Jane Goodall, the celebrated primatologist, in New York, June 28, 2019. GUERIN BLASK/NYT-REDUX-REA

A pioneer of modern ethology and a tireless ambassador for wildlife protection, British researcher Jane Goodall died in Los Angeles on October 1, 2025 at the age of 91. As a little girl, she saw herself as a man in her dreams. The child who aspired to work with animals in a distant country had already understood that this type of freedom was not a woman's business. How could she have guessed that primatology, thanks to her, would become just that? That her observations in Tanzania would revolutionize the way we look at chimpanzees, and consequently, at our humanity?
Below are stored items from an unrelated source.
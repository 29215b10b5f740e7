//! Process-wide advisory locks keyed by resource name.
//!
//! Each name maps to a fair `tokio::sync::Mutex`, so waiters are served in
//! arrival order. A [`LockHandle`] releases on drop, which covers early
//! returns, errors, panics and cancelled tasks alike. Locks are not
//! reentrant: acquiring a name you already hold waits forever.

use std::{
    collections::HashMap,
    sync::{Arc, Mutex, MutexGuard, PoisonError},
    time::Duration,
};

use oracle_core::storage::ProfileStoreError;
use tokio::sync::{Mutex as AsyncMutex, OwnedMutexGuard};
use tracing::{trace, warn};

type LockTable = HashMap<String, Arc<AsyncMutex<()>>>;

/// Registry of named mutexes. Create one at process start and hand clones
/// to every component that must serialize on the same resources.
#[derive(Debug, Clone, Default)]
pub struct NamedMutexRegistry {
    table: Arc<Mutex<LockTable>>,
}

/// Exclusive hold on one resource name. Released when dropped.
#[derive(Debug)]
pub struct LockHandle {
    name: String,
    guard: Option<OwnedMutexGuard<()>>,
    table: Arc<Mutex<LockTable>>,
}

impl NamedMutexRegistry {
    pub fn new() -> Self {
        Self::default()
    }

    /// Wait for `name` to be free. With a timeout, gives up with
    /// `LockTimeout` and leaves the queue.
    pub async fn acquire(
        &self,
        name: &str,
        timeout: Option<Duration>,
    ) -> Result<LockHandle, ProfileStoreError> {
        let mutex = self.entry(name);
        let guard = match timeout {
            None => mutex.lock_owned().await,
            Some(limit) => match tokio::time::timeout(limit, Arc::clone(&mutex).lock_owned()).await {
                Ok(guard) => guard,
                Err(_) => {
                    let waited_ms = u64::try_from(limit.as_millis()).unwrap_or(u64::MAX);
                    warn!(resource = name, waited_ms, "lock wait timed out");
                    drop(mutex);
                    self.prune(name);
                    return Err(ProfileStoreError::LockTimeout {
                        resource: name.to_string(),
                        waited_ms,
                    });
                }
            },
        };
        trace!(resource = name, "lock acquired");
        Ok(self.handle(name, guard))
    }

    /// Take `name` only if nobody holds or waits for it.
    pub fn try_acquire(&self, name: &str) -> Option<LockHandle> {
        let mutex = self.entry(name);
        match Arc::clone(&mutex).try_lock_owned() {
            Ok(guard) => Some(self.handle(name, guard)),
            Err(_) => {
                drop(mutex);
                self.prune(name);
                None
            }
        }
    }

    /// Number of names currently held or waited on.
    pub fn len(&self) -> usize {
        lock_table(&self.table).len()
    }

    pub fn is_empty(&self) -> bool {
        self.len() == 0
    }

    fn entry(&self, name: &str) -> Arc<AsyncMutex<()>> {
        lock_table(&self.table)
            .entry(name.to_string())
            .or_default()
            .clone()
    }

    fn handle(&self, name: &str, guard: OwnedMutexGuard<()>) -> LockHandle {
        LockHandle {
            name: name.to_string(),
            guard: Some(guard),
            table: Arc::clone(&self.table),
        }
    }

    fn prune(&self, name: &str) {
        prune_entry(&mut lock_table(&self.table), name);
    }
}

impl LockHandle {
    pub fn name(&self) -> &str {
        &self.name
    }
}

impl Drop for LockHandle {
    fn drop(&mut self) {
        let mut table = lock_table(&self.table);
        // Release first so the waiter count below is accurate.
        drop(self.guard.take());
        prune_entry(&mut table, &self.name);
        trace!(resource = %self.name, "lock released");
    }
}

/// Drop the entry once no holder or waiter references it.
fn prune_entry(table: &mut LockTable, name: &str) {
    if table
        .get(name)
        .is_some_and(|mutex| Arc::strong_count(mutex) == 1)
    {
        table.remove(name);
    }
}

// The table holds no invariant a panicking holder could break.
fn lock_table(table: &Mutex<LockTable>) -> MutexGuard<'_, LockTable> {
    table.lock().unwrap_or_else(PoisonError::into_inner)
}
Her first good fortune was undoubtedly her mother, a woman who never got "angry" and who did not tell her that she was "just a girl" when Goodall confided her ambitions to her. The second was that she did not go to university after high school. Born in London on April 3, 1934, the daughter of an engineer and a housewife (and later a novelist), she could not afford a lengthy education. After completing a secretarial diploma, she worked a series of odd jobs. In 1957, a friend invited her to Kenya, where she met the Kenyan and British paleontologist Louis Leakey, a renowned researcher who was conducting excavations in the Horn of Africa. He hired her as a secretary and, as a result, changed the course of her life.